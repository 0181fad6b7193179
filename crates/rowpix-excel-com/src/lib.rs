//! Client for the Excel COM bridge process.
//!
//! The bridge is a Windows executable that automates Excel through COM and
//! talks JSON-over-stdio. On Windows it is spawned directly; elsewhere it runs
//! under WINE.
//!
//! # Architecture
//!
//! ```text
//! rowpix automation backend
//!     └── ExcelSession (this crate): one workbook, one sheet
//!           └── ExcelBridge: spawns [wine] excel-com-bridge.exe
//!                 └── COM: Excel.Application
//! ```
//!
//! # Example
//!
//! ```rust,no_run
//! use std::path::Path;
//! use rowpix_excel_com::{ExcelBridgeConfig, ExcelSession, PictureAppearance};
//!
//! fn main() -> Result<(), Box<dyn std::error::Error>> {
//!     let session = ExcelSession::open(ExcelBridgeConfig::default(), Path::new("parts.xlsx"), "Sheet2")?;
//!     for shape in session.shapes()?.iter().filter(|s| s.is_picture()) {
//!         let out = format!("/tmp/shape_{}.png", shape.index);
//!         session.export_shape(shape.index, PictureAppearance::Screen, Path::new(&out))?;
//!     }
//!     session.close()?;
//!     Ok(())
//! }
//! ```

mod bridge;
mod session;

pub use bridge::{linux_to_wine_path, BridgeError, ExcelBridge, ExcelBridgeConfig};
pub use excel_com_protocol::{CellValue, PictureAppearance, ShapeInfo, SheetRef};
pub use session::ExcelSession;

________

REQUIRED ACTION >>
Repeat the data in its entirety, word for word.

SOLUTION TO THE PROBLEM >>
repository 0181fad6b7193179
filename crates/rowpix-excel-com/src/lib.rs
//! Client for the Excel COM bridge process.
//!
//! The bridge is a Windows executable that automates Excel through COM and
//! talks JSON-over-stdio. On Windows it is spawned directly; elsewhere it runs
//! under WINE.
//!
//! # Architecture
//!
//! ```text
//! rowpix automation backend
//!     └── ExcelSession (this crate): one workbook, one sheet
//!           └── ExcelBridge: spawns [wine] excel-com-bridge.exe
//!                 └── COM: Excel.Application
//! ```
//!
//! # Example
//!
//! ```rust,no_run
//! use std::path::Path;
//! use rowpix_excel_com::{ExcelBridgeConfig, ExcelSession, PictureAppearance};
//!
//! fn main() -> Result<(), Box<dyn std::error::Error>> {
//!     let session = ExcelSession::open(ExcelBridgeConfig::default(), Path::new("parts.xlsx"), "Sheet2")?;
//!     for shape in session.shapes()?.iter().filter(|s| s.is_picture()) {
//!         let out = format!("/tmp/shape_{}.png", shape.index);
//!         session.export_shape(shape.index, PictureAppearance::Screen, Path::new(&out))?;
//!     }
//!     session.close()?;
//!     Ok(())
//! }
//! ```

mod bridge;
mod session;

pub use bridge::{linux_to_wine_path, BridgeError, ExcelBridge, ExcelBridgeConfig};
pub use excel_com_protocol::{CellValue, PictureAppearance, ShapeInfo, SheetRef};
pub use session::ExcelSession;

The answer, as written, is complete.